◆ **Problem details**:
Search the data for the string "MotionRun" and copy each line in which it appears.

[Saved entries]
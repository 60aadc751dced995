//! Single-threaded frame runtime shared by the tandem scroll crates.
//!
//! Everything in the scroll stack runs on one logical UI thread. Work that has
//! to happen "on the next frame" (fling steps, smooth scroll steps) is queued
//! as a frame callback, and work that has to happen "after the current layout
//! settles" (layout consistency checks) is posted as a task. Hosts pump both
//! queues from their event loop; tests pump them by hand.

mod frame_clock;
mod geometry;
mod liveness;
mod runtime;

pub use frame_clock::{FrameCallbackRegistration, FrameClock};
pub use geometry::{Point, Rect};
pub use liveness::LivenessToken;
pub use runtime::{PostedTaskId, Runtime, RuntimeHandle};

pub type FrameCallbackId = u64;

/// Nanoseconds in one 60Hz frame, handy for hosts and tests stepping frames.
pub const FRAME_NANOS_60HZ: u64 = 16_666_667;

#[cfg(test)]
#[path = "tests/runtime_tests.rs"]
mod tests;
//! Frame-by-frame driver shared by fling and smooth scroll.
//!
//! A run samples an integer position from its curve every frame, hands the
//! delta since the previous frame to `on_step`, and reschedules itself for the
//! next frame until the curve ends or `on_step` reports that nothing along the
//! dispatch chain moved. Each run owns a [`LivenessToken`]; cancelling
//! invalidates it so a callback already queued for the next frame does nothing.

use std::cell::{Cell, RefCell};
use std::rc::Rc;
use tandem_core::{FrameCallbackRegistration, FrameClock, LivenessToken, RuntimeHandle};

pub(crate) trait MotionCurve {
    /// Integer offset from the run origin after `elapsed_nanos`, and whether
    /// the curve has reached its end.
    fn sample(&self, elapsed_nanos: u64) -> (i32, bool);
}

/// Why a run stopped on its own.
#[derive(Debug, Clone, Copy, PartialEq, Eq)]
pub enum MotionEnd {
    Finished,
    /// A whole frame's delta was refused.
    HitBoundary,
}

struct MotionRun {
    curve: Box<dyn MotionCurve>,
    start_nanos: Cell<Option<u64>>,
    applied: Cell<i32>,
    token: LivenessToken,
    on_step: Box<dyn Fn(i32) -> i32>,
    on_end: RefCell<Option<Box<dyn FnOnce(MotionEnd)>>>,
    registration: RefCell<Option<FrameCallbackRegistration>>,
}

impl MotionRun {
    fn finish(&self, end: MotionEnd) {
        self.token.invalidate();
        let on_end = self.on_end.borrow_mut().take();
        if let Some(on_end) = on_end {
            on_end(end);
        }
    }
}

fn schedule(run: Rc<MotionRun>, clock: FrameClock) -> bool {
    let next_run = Rc::clone(&run);
    let next_clock = clock.clone();
    let registration = clock.with_frame_nanos(move |frame_time_nanos| {
        step(next_run, next_clock, frame_time_nanos);
    });
    let active = registration.is_active();
    *run.registration.borrow_mut() = Some(registration);
    active
}

fn step(run: Rc<MotionRun>, clock: FrameClock, frame_time_nanos: u64) {
    if !run.token.is_alive() {
        return;
    }
    let start = match run.start_nanos.get() {
        Some(start) => start,
        None => {
            run.start_nanos.set(Some(frame_time_nanos));
            frame_time_nanos
        }
    };
    let (position, finished) = run.curve.sample(frame_time_nanos.saturating_sub(start));
    let delta = position - run.applied.get();
    run.applied.set(position);

    let consumed = if delta != 0 { (run.on_step)(delta) } else { 0 };
    if !run.token.is_alive() {
        // `on_step` cancelled or replaced this run.
        return;
    }
    log::trace!("motion step delta={} consumed={}", delta, consumed);

    if finished {
        run.finish(MotionEnd::Finished);
    } else if delta != 0 && consumed == 0 {
        run.finish(MotionEnd::HitBoundary);
    } else if !schedule(Rc::clone(&run), clock) {
        run.finish(MotionEnd::Finished);
    }
}

pub(crate) struct MotionDriver {
    frame_clock: FrameClock,
    current: RefCell<Option<Rc<MotionRun>>>,
}

impl MotionDriver {
    pub(crate) fn new(runtime: RuntimeHandle) -> Self {
        Self {
            frame_clock: runtime.frame_clock(),
            current: RefCell::new(None),
        }
    }

    /// Cancels any current run and starts `curve`. Returns `false` when no
    /// frame could be scheduled; `on_end` is then never called.
    pub(crate) fn start(
        &self,
        curve: impl MotionCurve + 'static,
        on_step: impl Fn(i32) -> i32 + 'static,
        on_end: impl FnOnce(MotionEnd) + 'static,
    ) -> bool {
        self.cancel();
        let run = Rc::new(MotionRun {
            curve: Box::new(curve),
            start_nanos: Cell::new(None),
            applied: Cell::new(0),
            token: LivenessToken::new(),
            on_step: Box::new(on_step),
            on_end: RefCell::new(Some(Box::new(on_end))),
            registration: RefCell::new(None),
        });
        *self.current.borrow_mut() = Some(Rc::clone(&run));
        if schedule(Rc::clone(&run), self.frame_clock.clone()) {
            return true;
        }
        run.token.invalidate();
        self.current.borrow_mut().take();
        false
    }

    /// Stops the current run without calling its `on_end`. Returns whether a
    /// run was live.
    pub(crate) fn cancel(&self) -> bool {
        let Some(run) = self.current.borrow_mut().take() else {
            return false;
        };
        let was_live = run.token.is_alive();
        run.token.invalidate();
        let registration = run.registration.borrow_mut().take();
        drop(registration);
        was_live
    }

    pub(crate) fn is_running(&self) -> bool {
        self.current
            .borrow()
            .as_ref()
            .is_some_and(|run| run.token.is_alive())
    }
}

◆ **Answer to this problem**:
struct MotionRun {
impl MotionRun {
fn schedule(run: Rc<MotionRun>, clock: FrameClock) -> bool {
fn step(run: Rc<MotionRun>, clock: FrameClock, frame_time_nanos: u64) {
    current: RefCell<Option<Rc<MotionRun>>>,
        let run = Rc::new(MotionRun {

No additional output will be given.